Repeat the entries below exactly. Begin with the first line and end with the line that contains "use crate::character::Skill;".

**Data for processing:**

#####

//! Damage narration.
//!
//! Weapon blows are described by a template chosen from the damage band and
//! filled in with the weapon's verb and the struck body part. Every other
//! attack kind draws a random entry from its pool in the [`MessageCatalog`].

use std::collections::BTreeMap;
use std::path::Path;

use serde::{Deserialize, Serialize};

use crate::attack::{AttackKind, HitKind};
use crate::character::Skill;
use crate::error::{CombatError, Result};
use crate::rng::GameRng;

/// Templates for one damage band: room, attacker, victim.
struct BandTemplate {
    room: &'static str,
    attacker: &'static str,
    victim: &'static str,
}

// #w weapon verb, #W third person verb, #b " body part", #s "'s", #r "r".
const BANDS: [BandTemplate; 11] = [
    BandTemplate {
        room: "$n misses $N#s#b with $s #w.",
        attacker: "You miss $N#s#b with your #w.",
        victim: "$n misses you#r#b with $s #w.",
    },
    BandTemplate {
        room: "$n grazes $N#s#b with $s #w.",
        attacker: "You graze $N#s#b as you #w $M.",
        victim: "$n grazes you#r#b as $e #W you.",
    },
    BandTemplate {
        room: "$n barely #W $N#s#b.",
        attacker: "You barely #w $N#s#b.",
        victim: "$n barely #W you#r#b.",
    },
    BandTemplate {
        room: "$n lightly #W $N#s#b.",
        attacker: "You lightly #w $N#s#b.",
        victim: "$n lightly #W you#r#b.",
    },
    BandTemplate {
        room: "$n #W $N#s#b.",
        attacker: "You #w $N#s#b.",
        victim: "$n #W you#r#b.",
    },
    BandTemplate {
        room: "$n #W $N#s#b hard.",
        attacker: "You #w $N#s#b hard.",
        victim: "$n #W you#r#b hard.",
    },
    BandTemplate {
        room: "$n #W $N#s#b very hard.",
        attacker: "You #w $N#s#b very hard.",
        victim: "$n #W you#r#b very hard.",
    },
    BandTemplate {
        room: "$n #W $N#s#b brutally hard.",
        attacker: "You #w $N#s#b brutally hard.",
        victim: "$n #W you#r#b brutally hard.",
    },
    BandTemplate {
        room: "$n wounds $N#s#b deeply with $s #w.",
        attacker: "You wound $N#s#b deeply with your #w.",
        victim: "$n wounds you#r#b deeply with $s #w.",
    },
    BandTemplate {
        room: "$n gravely wounds $N#s#b with $s #w!",
        attacker: "You gravely wound $N#s#b with your #w!",
        victim: "$n gravely wounds you#r#b with $s #w!",
    },
    BandTemplate {
        room: "$n SAVAGES $N#s#b with $s deadly #w!!",
        attacker: "You SAVAGE $N#s#b with your deadly #w!!",
        victim: "$n SAVAGES you#r#b with $s deadly #w!!",
    },
];

/// Damage band, 0 (miss) to 10.
#[must_use]
pub const fn damage_band(dam: i32) -> usize {
    match dam {
        i32::MIN..=0 => 0,
        1 => 1,
        2..=3 => 2,
        4..=6 => 3,
        7..=11 => 4,
        12..=17 => 5,
        18..=24 => 6,
        25..=33 => 7,
        34..=60 => 8,
        61..=90 => 9,
        _ => 10,
    }
}

/// Fill in weapon and body part tokens.
#[must_use]
pub fn replace_tokens(template: &str, singular: &str, plural: &str, part: &str) -> String {
    let mut out = String::with_capacity(template.len() + 16);
    let mut chars = template.chars();
    while let Some(c) = chars.next() {
        if c != '#' {
            out.push(c);
            continue;
        }
        match chars.next() {
            Some('w') => out.push_str(singular),
            Some('W') => out.push_str(plural),
            Some('b') if !part.is_empty() => {
                out.push(' ');
                out.push_str(part);
            }
            Some('s') if !part.is_empty() => out.push_str("'s"),
            Some('r') if !part.is_empty() => out.push('r'),
            Some('b' | 's' | 'r') => {}
            Some(other) => {
                out.push('#');
                out.push(other);
            }
            None => out.push('#'),
        }
    }
    out
}

/// Substitute actor (`$n`) and target (`$N`) names and their pronouns.
#[must_use]
pub fn act(template: &str, actor: &str, target: &str) -> String {
    let mut out = String::with_capacity(template.len() + actor.len() + target.len());
    let mut chars = template.chars();
    while let Some(c) = chars.next() {
        if c != '$' {
            out.push(c);
            continue;
        }
        match chars.next() {
            Some('n') => out.push_str(actor),
            Some('N') => out.push_str(target),
            Some('s' | 'S') => out.push_str("their"),
            Some('m' | 'M') => out.push_str("them"),
            Some('e' | 'E') => out.push_str("they"),
            Some(other) => {
                out.push('$');
                out.push(other);
            }
            None => out.push('$'),
        }
    }
    out
}

/// Texts for attacker, victim and bystanders.
#[derive(Debug, Clone, PartialEq, Eq, Hash, Serialize, Deserialize, Default)]
pub struct MessageTriple {
    /// Seen by the attacker.
    pub attacker: String,
    /// Seen by the victim.
    pub victim: String,
    /// Seen by everyone else.
    pub room: String,
}

impl MessageTriple {
    fn new(attacker: &str, victim: &str, room: &str) -> Self {
        Self {
            attacker: attacker.to_string(),
            victim: victim.to_string(),
            room: room.to_string(),
        }
    }
}

/// One pool entry for an attack kind.
#[derive(Debug, Clone, PartialEq, Eq, Hash, Serialize, Deserialize, Default)]
pub struct MessageSet {
    /// The blow killed.
    pub die: MessageTriple,
    /// The blow did no damage.
    pub miss: MessageTriple,
    /// The blow did damage.
    pub hit: MessageTriple,
    /// The attacker struck themselves; the victim text is unused.
    pub self_hit: MessageTriple,
}

/// Message pools per attack kind.
#[derive(Debug, Clone, PartialEq, Eq, Hash, Serialize, Deserialize)]
pub struct MessageCatalog {
    /// Pools.
    pub pools: BTreeMap<AttackKind, Vec<MessageSet>>,
}

/// Rendered narration of one blow.
#[derive(Debug, Clone, PartialEq, Eq, Default)]
pub struct Narrative {
    /// For the attacker.
    pub to_attacker: String,
    /// For the victim; empty when the attacker hit themselves.
    pub to_victim: String,
    /// For everyone else in the room.
    pub to_room: String,
}

/// Everything needed to narrate a blow.
#[derive(Debug, Clone, Copy)]
pub struct Blow<'a> {
    /// Attack kind.
    pub kind: AttackKind,
    /// Damage dealt.
    pub damage: i32,
    /// The attacker wields a weapon.
    pub armed: bool,
    /// The attacker struck themselves.
    pub self_hit: bool,
    /// The blow killed the victim.
    pub fatal: bool,
    /// Struck body part, empty if unknown.
    pub body_part: &'a str,
    /// Attacker name.
    pub attacker: &'a str,
    /// Victim name.
    pub victim: &'a str,
}

fn skill_set(hit: [&str; 3], miss: [&str; 3], die: [&str; 3], self_hit: [&str; 2]) -> MessageSet {
    MessageSet {
        die: MessageTriple::new(die[0], die[1], die[2]),
        miss: MessageTriple::new(miss[0], miss[1], miss[2]),
        hit: MessageTriple::new(hit[0], hit[1], hit[2]),
        self_hit: MessageTriple::new(self_hit[0], "", self_hit[1]),
    }
}

impl Default for MessageCatalog {
    fn default() -> Self {
        let mut pools = BTreeMap::new();
        pools.insert(
            AttackKind::Skill(Skill::Kick),
            vec![skill_set(
                ["Your kick lands on $N.", "$n kicks you.", "$n kicks $N."],
                ["Your kick misses $N.", "$n tries to kick you but misses.", "$n misses a kick at $N."],
                ["Your kick crushes the life out of $N.", "$n kicks you to death.", "$n kicks $N to death."],
                ["You kick yourself.", "$n kicks $mself."],
            )],
        );
        pools.insert(
            AttackKind::Skill(Skill::Swing),
            vec![skill_set(
                ["Your wild swing catches $N.", "$n's wild swing catches you.", "$n's wild swing catches $N."],
                ["You swing wildly at $N and miss.", "$n swings wildly at you and misses.", "$n swings wildly at $N and misses."],
                ["Your wild swing fells $N for good.", "$n's wild swing fells you for good.", "$n's wild swing fells $N for good."],
                ["You swing at yourself.", "$n swings at $mself."],
            )],
        );
        pools.insert(
            AttackKind::Skill(Skill::Bash),
            vec![skill_set(
                ["You send $N sprawling.", "$n sends you sprawling.", "$n sends $N sprawling."],
                ["You try to bash $N but stumble.", "$n tries to bash you but stumbles.", "$n tries to bash $N but stumbles."],
                ["Your bash breaks $N.", "$n's bash breaks you.", "$n's bash breaks $N."],
                ["You bash yourself.", "$n bashes $mself."],
            )],
        );
        pools.insert(
            AttackKind::Skill(Skill::Bite),
            vec![skill_set(
                ["You sink your teeth into $N.", "$n sinks $s teeth into you.", "$n sinks $s teeth into $N."],
                ["Your jaws snap shut on air.", "$n's jaws snap shut just short of you.", "$n snaps at $N and misses."],
                ["You tear out $N's throat.", "$n tears out your throat.", "$n tears out $N's throat."],
                ["You bite yourself.", "$n bites $mself."],
            )],
        );
        pools.insert(
            AttackKind::Skill(Skill::Rend),
            vec![skill_set(
                ["You rend $N with your claws.", "$n rends you with $s claws.", "$n rends $N with $s claws."],
                ["You claw at $N but find nothing.", "$n claws at you but finds nothing.", "$n claws at $N but finds nothing."],
                ["You rend $N apart.", "$n rends you apart.", "$n rends $N apart."],
                ["You rend yourself.", "$n rends $mself."],
            )],
        );
        pools.insert(
            AttackKind::Skill(Skill::Maul),
            vec![skill_set(
                ["You maul $N.", "$n mauls you.", "$n mauls $N."],
                ["You lunge at $N but they slip away.", "$n lunges at you but you slip away.", "$n lunges at $N, who slips away."],
                ["You maul $N to death.", "$n mauls you to death.", "$n mauls $N to death."],
                ["You maul yourself.", "$n mauls $mself."],
            )],
        );
        pools.insert(
            AttackKind::Skill(Skill::Ambush),
            vec![skill_set(
                ["You leap from hiding and strike $N.", "$n leaps from hiding and strikes you.", "$n leaps from hiding and strikes $N."],
                ["You leap from hiding but $N sees you coming.", "$n leaps from hiding but you see it coming.", "$n leaps from hiding at $N and misses."],
                ["Your ambush slays $N outright.", "$n's ambush slays you outright.", "$n's ambush slays $N outright."],
                ["You ambush yourself.", "$n ambushes $mself."],
            )],
        );
        pools.insert(
            AttackKind::Mental,
            vec![skill_set(
                ["Your will crushes against $N's mind.", "$n's will crushes against your mind.", "$n stares at $N, who flinches."],
                ["$N's mind resists your will.", "Your mind resists $n's will.", "$n stares hard at $N."],
                ["Your will extinguishes $N's mind.", "$n's will extinguishes your mind.", "$N collapses under $n's stare."],
                ["You torment your own mind.", "$n clutches $s head."],
            )],
        );
        pools.insert(
            AttackKind::Poison,
            vec![skill_set(
                ["$N shivers as the poison works.", "You feel the poison burning in your blood.", "$N looks very ill."],
                ["$N shrugs off the poison.", "You shrug off the poison.", "$N looks a little pale."],
                ["$N succumbs to the poison.", "The poison claims you.", "$N succumbs to the poison."],
                ["You feel the poison burning in your blood.", "$n looks very ill."],
            )],
        );
        Self { pools }
    }
}

impl MessageCatalog {
    /// Parse a catalog from RON text.
    pub fn from_ron_str(ron: &str) -> Result<Self> {
        ron::from_str(ron).map_err(|e| CombatError::DataParseError {
            path: "<inline>".to_string(),
            message: e.to_string(),
        })
    }

    /// Load a catalog from a RON file.
    pub fn load<P: AsRef<Path>>(path: P) -> Result<Self> {
        let path = path.as_ref();
        let contents = std::fs::read_to_string(path).map_err(|e| CombatError::DataParseError {
            path: path.display().to_string(),
            message: e.to_string(),
        })?;
        ron::from_str(&contents).map_err(|e| CombatError::DataParseError {
            path: path.display().to_string(),
            message: e.to_string(),
        })
    }

    /// Narrate a blow.
    pub fn narrate(&self, rng: &mut GameRng, blow: &Blow<'_>) -> Narrative {
        match blow.kind {
            AttackKind::Weapon(kind) => {
                let kind = if blow.armed { kind } else { HitKind::Hit };
                banded(blow, kind)
            }
            other => {
                let Some(set) = self.pools.get(&other).and_then(|pool| rng.choose(pool)) else {
                    tracing::warn!(kind = ?other, "No damage message pool for attack kind");
                    return banded(blow, HitKind::Hit);
                };
                let fill = |t: &str| act(t, blow.attacker, blow.victim);
                let triple = if blow.self_hit {
                    &set.self_hit
                } else if blow.damage == 0 {
                    &set.miss
                } else if blow.fatal {
                    &set.die
                } else {
                    &set.hit
                };
                Narrative {
                    to_attacker: fill(&triple.attacker),
                    to_victim: if blow.self_hit {
                        String::new()
                    } else {
                        fill(&triple.victim)
                    },
                    to_room: fill(&triple.room),
                }
            }
        }
    }
}

fn banded(blow: &Blow<'_>, kind: HitKind) -> Narrative {
    let band = &BANDS[damage_band(blow.damage)];
    let (singular, plural) = kind.nouns();
    let render = |t: &str| {
        act(
            &replace_tokens(t, singular, plural, blow.body_part),
            blow.attacker,
            blow.victim,
        )
    };
    Narrative {
        to_attacker: render(band.attacker),
        to_victim: render(band.victim),
        to_room: render(band.room),
    }
}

#####

**Solved exercise:**
//! Damage narration.
//!
//! Weapon blows are described by a template chosen from the damage band and
//! filled in with the weapon's verb and the struck body part. Every other
//! attack kind draws a random entry from its pool in the [`MessageCatalog`].

use std::collections::BTreeMap;
use std::path::Path;

use serde::{Deserialize, Serialize};

use crate::attack::{AttackKind, HitKind};
use crate::character::Skill;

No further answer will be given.